A condenação na esfera cível veio no último dia 8 de abril. O juiz entendeu que a existência de compartimentos semelhantes a celas, com portas gradeadas e sistemas externos de trancamento, configuravam situação de potencial restrição de liberdade das internas, caracterizando a prática de cárcere privado.
"A privação de liberdade, associada às condições sanitárias precárias, caracteriza grave violação à dignidade humana, ferindo não apenas os direitos individuais das internas, mas também os valores coletivos de proteção às pessoas vulneráveis, especialmente aquelas com transtornos mentais. Cada uma dessas mulheres sofreu danos específicos à sua personalidade, sendo submetidas a tratamento desumano que incluía confinamento em celas sem condições mínimas de habitabilidade, restrições severas de alimentação, obrigação de realizar trabalhos forçados, ausência de instalações sanitárias adequadas, além de abusos físicos e psicológicos", escreveu o Juiz José Batista de Andrade.
O réu também está proibido de exercer qualquer atividade relacionada ao acolhimento, tratamento ou cuidado de pessoas com transtornos mentais pelo período de cinco anos.
Em 2022, o diretor da clínica foi condenado na esfera criminal por cárcere privado e absolvido da acusação de maus-tratos. A decisão ainda inocentou por completo a mãe do denunciado que, conforme as vítimas, agia como comparsa dele no cometimento dos crimes.

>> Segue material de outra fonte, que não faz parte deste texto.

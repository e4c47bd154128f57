//! Markdown splitting and link placeholders.
//!
//! Link URLs are swapped for small integer indices before a document goes to
//! the translation backend, which otherwise tends to rewrite or "translate"
//! them. The indices are swapped back after translation.

use regex::Regex;
use std::sync::OnceLock;

/// Prefix that starts a new section.
const SECTION_MARKER: &str = "## ";

fn link_pattern() -> &'static Regex {
    static PATTERN: OnceLock<Regex> = OnceLock::new();
    PATTERN.get_or_init(|| Regex::new(r"\[(.+?)\]\((.+?)\)").expect("valid link regex"))
}

fn placeholder_pattern() -> &'static Regex {
    static PATTERN: OnceLock<Regex> = OnceLock::new();
    PATTERN.get_or_init(|| Regex::new(r"\[(.+?)\]\((\d+)\)").expect("valid placeholder regex"))
}

/// Original link URLs, indexed by placeholder number.
#[derive(Debug, Clone, Default, PartialEq, Eq)]
pub struct LinkTable(Vec<String>);

impl LinkTable {
    /// Number of links recorded.
    pub fn len(&self) -> usize {
        self.0.len()
    }

    /// Whether no links were recorded.
    pub fn is_empty(&self) -> bool {
        self.0.is_empty()
    }

    /// URL for a placeholder index.
    pub fn get(&self, index: usize) -> Option<&str> {
        self.0.get(index).map(String::as_str)
    }

    fn push(&mut self, url: &str) -> usize {
        self.0.push(url.to_string());
        self.0.len() - 1
    }
}

/// Split a document before every line that starts with `## `.
///
/// The first section is whatever precedes the first heading (possibly the
/// heading itself). Concatenating the sections gives back the input.
pub fn split_sections(text: &str) -> Vec<&str> {
    let mut sections = Vec::new();
    let mut start = 0;

    for (newline, _) in text.match_indices('\n') {
        let line_start = newline + 1;
        if text[line_start..].starts_with(SECTION_MARKER) {
            sections.push(&text[start..line_start]);
            start = line_start;
        }
    }

    if start < text.len() {
        sections.push(&text[start..]);
    }

    sections
}

/// Replace every `[text](url)` with `[text](N)`, recording `url` at index `N`.
pub fn placeholder_links(text: &str) -> (String, LinkTable) {
    let mut links = LinkTable::default();
    let replaced = link_pattern().replace_all(text, |caps: &regex::Captures<'_>| {
        let index = links.push(&caps[2]);
        format!("[{}]({})", &caps[1], index)
    });
    (replaced.into_owned(), links)
}

/// Replace every `[text](N)` with the recorded URL for `N`.
///
/// Indices that are not in the table are left as they are.
pub fn restore_links(text: &str, links: &LinkTable) -> String {
    placeholder_pattern()
        .replace_all(text, |caps: &regex::Captures<'_>| {
            let url = caps[2].parse::<usize>().ok().and_then(|i| links.get(i));
            match url {
                Some(url) => format!("[{}]({})", &caps[1], url),
                None => caps[0].to_string(),
            }
        })
        .into_owned()
}

#[cfg(test)]
mod tests {
    use super::*;

    #[test]
    fn sections_split_before_level_two_headings() {
        let text = "# Title\nintro\n## One\nbody\n## Two\nmore\n";
        assert_eq!(
            split_sections(text),
            vec!["# Title\nintro\n", "## One\nbody\n", "## Two\nmore\n"]
        );
    }

    #[test]
    fn sections_starting_with_heading() {
        let text = "## One\na\n## Two\nb";
        assert_eq!(split_sections(text), vec!["## One\na\n", "## Two\nb"]);
    }

    #[test]
    fn deeper_headings_do_not_split() {
        let text = "## One\n### Sub\n#### Deep\n";
        assert_eq!(split_sections(text), vec![text]);
    }

    #[test]
    fn heading_marker_mid_line_does_not_split() {
        let text = "see ## not a heading\nok";
        assert_eq!(split_sections(text), vec![text]);
    }

    #[test]
    fn sections_concatenate_to_input() {
        let text = "a\n## b\n\n## c\n## d";
        assert_eq!(split_sections(text).concat(), text);
    }

    #[test]
    fn empty_text_has_no_sections() {
        assert!(split_sections("").is_empty());
    }

    #[test]
    fn placeholders_replace_urls_in_order() {
        let (out, links) =
            placeholder_links("[foo](http://x) and [bar](https://y/z?q=1) and ![img](a.png)");
        assert_eq!(out, "[foo](0) and [bar](1) and ![img](2)");
        assert_eq!(links.len(), 3);
        assert_eq!(links.get(0), Some("http://x"));
        assert_eq!(links.get(1), Some("https://y/z?q=1"));
        assert_eq!(links.get(2), Some("a.png"));
    }

    #[test]
    fn placeholders_do_not_span_lines() {
        let (out, links) = placeholder_links("[foo\n](http://x)");
        assert_eq!(out, "[foo\n](http://x)");
        assert!(links.is_empty());
    }

    #[test]
    fn restore_puts_urls_back() {
        let (out, links) = placeholder_links("[foo](http://x)");
        assert_eq!(restore_links(&out.replace("foo", "フー"), &links), "[フー](http://x)");
    }

    #[test]
    fn restore_leaves_unknown_indices() {
        let links = LinkTable::default();
        assert_eq!(restore_links("[a](7)", &links), "[a](7)");
    }

    #[test]
    fn text_without_links_is_unchanged() {
        let (out, links) = placeholder_links("no links here");
        assert_eq!(out, "no links here");
        assert!(links.is_empty());
        assert_eq!(restore_links(&out, &links), out);
    }
}
//! Storage layer for xmcl-edge.
//!
//! Holds the translation cache and the single-flight locks. Both are keyed by
//! [`ContentHash`]; cache entries are immutable once written, and a lock row
//! only exists while a translation job for that hash is in flight.
//!
//! Each lock carries a [`LockToken`] naming its owner. Refreshing and
//! releasing a lock only succeed for the owner, so a job whose lock was swept
//! as stale can never release the lock of the job that replaced it.

mod sqlite;

pub use sqlite::SqliteStore;

use crate::error::StorageError;
use async_trait::async_trait;
use edge_types::{CachedTranslation, ContentHash};
use std::fmt;

/// Owner of one acquisition of a translation lock.
#[derive(Debug, Clone, PartialEq, Eq, Hash)]
pub struct LockToken(String);

impl LockToken {
    /// A fresh, unique token.
    pub fn generate() -> Self {
        Self(uuid::Uuid::new_v4().to_string())
    }

    /// The token as stored.
    pub fn as_str(&self) -> &str {
        &self.0
    }
}

impl fmt::Display for LockToken {
    fn fmt(&self, f: &mut fmt::Formatter<'_>) -> fmt::Result {
        f.write_str(&self.0)
    }
}

/// Trait for translation cache and lock backends.
///
/// Implementations must make [`try_lock`](Self::try_lock) an atomic
/// create-if-absent, so that concurrent callers (including other processes
/// sharing the store) see exactly one winner.
#[async_trait]
pub trait TranslationStore: Send + Sync {
    /// Look up a cached translation.
    async fn get(&self, hash: &ContentHash) -> Result<Option<CachedTranslation>, StorageError>;

    /// Store a translation unless one already exists for the hash.
    ///
    /// Returns `true` if the entry was written.
    async fn insert(&self, entry: &CachedTranslation) -> Result<bool, StorageError>;

    /// Try to take the translation lock for a hash.
    ///
    /// Returns the owner token, or `None` if the lock is already held.
    async fn try_lock(&self, hash: &ContentHash) -> Result<Option<LockToken>, StorageError>;

    /// Restamp the lock's acquisition time if `token` still owns it.
    ///
    /// Returns `false` if the lock was released or taken by someone else.
    async fn refresh_lock(
        &self,
        hash: &ContentHash,
        token: &LockToken,
    ) -> Result<bool, StorageError>;

    /// Release the lock if `token` still owns it. Otherwise a no-op.
    async fn unlock(&self, hash: &ContentHash, token: &LockToken) -> Result<(), StorageError>;

    /// Release every lock acquired before `cutoff` (Unix seconds).
    ///
    /// Returns the number of locks released.
    async fn release_stale_locks(&self, cutoff: i64) -> Result<u64, StorageError>;

    /// Number of cached translations.
    async fn count(&self) -> Result<u64, StorageError>;
}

A pena definitiva para Fábio neste processo é de dois anos, 11 meses e 18 dias de reclusão. No entanto, na época, já foi determinado que ele fosse solto.
O magistrado considerou que o réu é primário, tem conduta social favorável e justificou o crime como tentativa de proteger as vítimas de acidentes e agressões quando em surto psicótico.
A reportagem conversou com duas delas e parentes, sob condição de não terem suas identidades reveladas. Nos autos com pedidos de indenização por danos morais acompanhados pelo Núcleo de Enfrentamento à Violência contra a Mulher (Nudem) da Defensoria Pública do Ceará, mais histórias corroboram que aquele ambiente era cercado por violência física e psicológica.
Os atos de violência eram constantes e começaram ainda em 2017, segundo Elizângela (nome fictício). Logo na primeira internação, em um dia que ela colhia frutas, Fábio se aproximou e propôs que fizessem sexo oral um no outro. Então saiu dali rindo. Como quem tivesse feito uma piada. Episódios como este se repetiram com mais gravidade com o passar dos meses. A cada ida de Elizângela ao Centros de Atenção Psicossocial (CAPs) acompanhada pelo diretor da clínica, um novo crime sexual.
"Passava a mão no meu corpo, segurava minha perna, tocava nas partes íntimas por cima das roupas. Aí veio um fim de ano, de 2018 para 2019. As outras mulheres dormiram e ele veio para a minha cama. Tocou nos meus seios e só parou quando ouviu o portão batendo. Fiquei com medo, era um terror paralisante, porque eu sabia que todas as outras mulheres da clínica estavam dormindo dopadas com medicação", contou.